WORK ORDER | Only the lines from the beginning of the data below through the line that contains "use ::crossterm::style::Stylize;" should be repeated, exactly as written.

Segment Start: RECORDS SHOWN

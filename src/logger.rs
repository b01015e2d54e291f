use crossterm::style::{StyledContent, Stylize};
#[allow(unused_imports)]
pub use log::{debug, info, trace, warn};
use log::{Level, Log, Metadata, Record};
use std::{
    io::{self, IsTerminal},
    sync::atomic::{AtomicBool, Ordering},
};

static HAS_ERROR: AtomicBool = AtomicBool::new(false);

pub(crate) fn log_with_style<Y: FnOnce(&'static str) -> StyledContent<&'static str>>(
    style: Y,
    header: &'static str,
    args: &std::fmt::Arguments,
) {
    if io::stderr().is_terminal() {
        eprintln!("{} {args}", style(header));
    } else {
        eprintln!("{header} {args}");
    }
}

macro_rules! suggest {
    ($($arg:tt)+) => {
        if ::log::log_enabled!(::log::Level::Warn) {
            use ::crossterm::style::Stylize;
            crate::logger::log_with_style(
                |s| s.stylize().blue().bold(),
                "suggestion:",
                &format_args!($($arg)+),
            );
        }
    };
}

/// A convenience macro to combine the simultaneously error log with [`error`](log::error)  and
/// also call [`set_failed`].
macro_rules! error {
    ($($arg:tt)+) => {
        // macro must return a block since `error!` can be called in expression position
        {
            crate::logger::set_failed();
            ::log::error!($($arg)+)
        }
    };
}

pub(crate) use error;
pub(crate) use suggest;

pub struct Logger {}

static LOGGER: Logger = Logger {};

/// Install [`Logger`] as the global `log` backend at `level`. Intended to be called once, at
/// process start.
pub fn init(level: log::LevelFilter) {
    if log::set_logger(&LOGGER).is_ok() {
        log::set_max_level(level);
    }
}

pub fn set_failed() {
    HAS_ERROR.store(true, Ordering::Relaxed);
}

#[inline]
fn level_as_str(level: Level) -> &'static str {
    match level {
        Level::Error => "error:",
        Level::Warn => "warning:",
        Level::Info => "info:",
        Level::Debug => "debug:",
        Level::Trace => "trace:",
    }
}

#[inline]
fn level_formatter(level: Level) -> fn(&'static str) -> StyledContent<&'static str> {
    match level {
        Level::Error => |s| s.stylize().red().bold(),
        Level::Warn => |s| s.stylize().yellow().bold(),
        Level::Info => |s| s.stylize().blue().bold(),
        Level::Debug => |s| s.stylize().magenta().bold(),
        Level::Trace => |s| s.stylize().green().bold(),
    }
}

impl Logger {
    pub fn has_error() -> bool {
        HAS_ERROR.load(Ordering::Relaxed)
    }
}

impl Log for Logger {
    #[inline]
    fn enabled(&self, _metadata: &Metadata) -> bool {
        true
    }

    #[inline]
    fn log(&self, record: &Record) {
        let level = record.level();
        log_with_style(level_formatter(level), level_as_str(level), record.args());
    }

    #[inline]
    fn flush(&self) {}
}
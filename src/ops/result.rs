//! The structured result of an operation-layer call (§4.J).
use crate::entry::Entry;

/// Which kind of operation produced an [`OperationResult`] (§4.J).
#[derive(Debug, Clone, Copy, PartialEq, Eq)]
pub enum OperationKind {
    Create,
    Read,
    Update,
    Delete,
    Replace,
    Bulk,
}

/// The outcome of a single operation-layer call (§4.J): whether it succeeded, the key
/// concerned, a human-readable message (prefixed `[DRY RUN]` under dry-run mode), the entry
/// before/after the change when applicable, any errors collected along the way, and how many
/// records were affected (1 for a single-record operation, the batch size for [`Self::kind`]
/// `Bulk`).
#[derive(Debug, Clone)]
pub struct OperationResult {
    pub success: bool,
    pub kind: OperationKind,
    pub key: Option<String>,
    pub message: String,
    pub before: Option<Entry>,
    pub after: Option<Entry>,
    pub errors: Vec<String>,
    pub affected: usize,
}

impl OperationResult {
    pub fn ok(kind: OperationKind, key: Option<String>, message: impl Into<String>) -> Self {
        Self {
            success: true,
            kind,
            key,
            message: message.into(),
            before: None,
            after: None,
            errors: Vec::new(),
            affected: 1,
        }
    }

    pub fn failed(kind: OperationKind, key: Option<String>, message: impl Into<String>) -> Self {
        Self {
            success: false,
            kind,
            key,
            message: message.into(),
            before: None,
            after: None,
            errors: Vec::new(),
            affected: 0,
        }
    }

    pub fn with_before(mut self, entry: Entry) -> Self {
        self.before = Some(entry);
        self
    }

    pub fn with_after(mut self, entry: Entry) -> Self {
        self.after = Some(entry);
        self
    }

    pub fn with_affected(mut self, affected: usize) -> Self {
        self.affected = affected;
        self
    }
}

Segment End: RECORDS SHOWN

RESULT FOR THIS TASK |
filename src/logger.rs
repository b01015e2d54e291f
use crossterm::style::{StyledContent, Stylize};
#[allow(unused_imports)]
pub use log::{debug, info, trace, warn};
use log::{Level, Log, Metadata, Record};
use std::{
    io::{self, IsTerminal},
    sync::atomic::{AtomicBool, Ordering},
};

static HAS_ERROR: AtomicBool = AtomicBool::new(false);

pub(crate) fn log_with_style<Y: FnOnce(&'static str) -> StyledContent<&'static str>>(
    style: Y,
    header: &'static str,
    args: &std::fmt::Arguments,
) {
    if io::stderr().is_terminal() {
        eprintln!("{} {args}", style(header));
    } else {
        eprintln!("{header} {args}");
    }
}

macro_rules! suggest {
    ($($arg:tt)+) => {
        if ::log::log_enabled!(::log::Level::Warn) {
            use ::crossterm::style::Stylize;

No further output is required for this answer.